Under the precise and painstakingly positioned Fraxion 3 and Monopoint lights, camouflage patterns emerge from the shiny coat of a horse depicted on a monumental 10-foot wide, 7.5-foot tall canvas. The painterly camuflage on Jammie Holmes’ striking acrylic on canvas Back Horse (2023) is apropos, as we learn from the artist’s inspiration for the symbolic equine subject.

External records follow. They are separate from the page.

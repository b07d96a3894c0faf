//! Handler for `GET /verses/{id}`.

use axum::{
  Json,
  extract::{Path, State},
};
use sarathi_core::{resolve::SemanticIndex, verse::VerseId};
use serde::Serialize;

use crate::{ApiContext, error::ApiError};

#[derive(Debug, Serialize)]
pub struct VerseResponse {
  pub shloka_id:     String,
  pub sanskrit:      String,
  pub hindi_meaning: String,
  pub tags:          Vec<String>,
}

/// `GET /verses/{id}` where `id` is `chapter.number`, e.g. `2.47`.
pub async fn handler<I>(
  State(ctx): State<ApiContext<I>>,
  Path(id): Path<String>,
) -> Result<Json<VerseResponse>, ApiError>
where
  I: SemanticIndex,
{
  let id: VerseId = id
    .parse()
    .map_err(|_| ApiError::BadRequest(format!("invalid verse id: {id:?}")))?;

  let verse = ctx
    .resolver
    .corpus()
    .get(&id)
    .ok_or_else(|| ApiError::NotFound(format!("verse {id} not found")))?;

  Ok(Json(VerseResponse {
    shloka_id:     verse.id.to_string(),
    sanskrit:      verse.sanskrit.clone(),
    hindi_meaning: verse.meaning.clone(),
    tags:          verse.tags.clone(),
  }))
}
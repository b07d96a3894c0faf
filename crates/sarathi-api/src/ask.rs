//! Handler for `GET /ask`.

use axum::{
  Json,
  extract::{Query, State},
};
use sarathi_core::resolve::SemanticIndex;
use serde::{Deserialize, Serialize};

use crate::{ApiContext, DEFAULT_RESULTS, error::ApiError};

/// Meanings in API responses are capped at this many characters.
const MEANING_CAP_CHARS: usize = 500;

#[derive(Debug, Deserialize, Default)]
pub struct AskParams {
  pub q: Option<String>,
}

#[derive(Debug, Serialize)]
pub struct AskVerse {
  pub shloka_id:     String,
  pub sanskrit:      String,
  pub hindi_meaning: String,
}

#[derive(Debug, Serialize)]
pub struct AskResponse {
  pub query:          String,
  pub shlokas:        Vec<AskVerse>,
  pub interpretation: String,
}

/// `GET /ask?q=<question>`
pub async fn handler<I>(
  State(ctx): State<ApiContext<I>>,
  Query(params): Query<AskParams>,
) -> Result<Json<AskResponse>, ApiError>
where
  I: SemanticIndex,
{
  let query = params.q.unwrap_or_default();
  if query.trim().is_empty() {
    return Err(ApiError::BadRequest(
      "please provide ?q=your question".into(),
    ));
  }

  let verses = ctx.resolver.resolve(&query, DEFAULT_RESULTS).await;

  let interpretation = verses
    .first()
    .and_then(|v| ctx.cache.get(&v.id))
    .unwrap_or_default()
    .to_owned();

  let shlokas = verses
    .into_iter()
    .map(|v| AskVerse {
      shloka_id:     v.id.to_string(),
      sanskrit:      v.sanskrit,
      hindi_meaning: v.meaning.chars().take(MEANING_CAP_CHARS).collect(),
    })
    .collect();

  Ok(Json(AskResponse { query, shlokas, interpretation }))
}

With the custom lighting, the coat’s disguising effect transforms the painting and forces our gaze deeper into the seemingly simple realistic subject. “Most of my work is Black males and females. Around the time of that painting I worked on a Vietnam series about Black soldiers having to fight in America for equal rights and in Vietnam for America.

That horse came around the same time so I replaced the human figure with the endurance of the horse. So the horse is a human,” Holmes explained. Some 300,000 Black Americans served in the Vietnam War, according to the Library of Congress.

In 1965, mid-way through the conflict in Vietnam, Laos, and Cambodia, Black Americans filled 31% of the ground combat battalions in Vietnam, nearly triple the percentage of Black Americans as a minority in the general U.S. population at the time (12%).

Black Americans accounted for a staggering and grossly disproportionate 24% of the U.S. Army's fatal casualties in 1965.

Through this portrait, we confront the dark history of Black people in the U.S., along with the history of horses in warfare, which dates back to at least.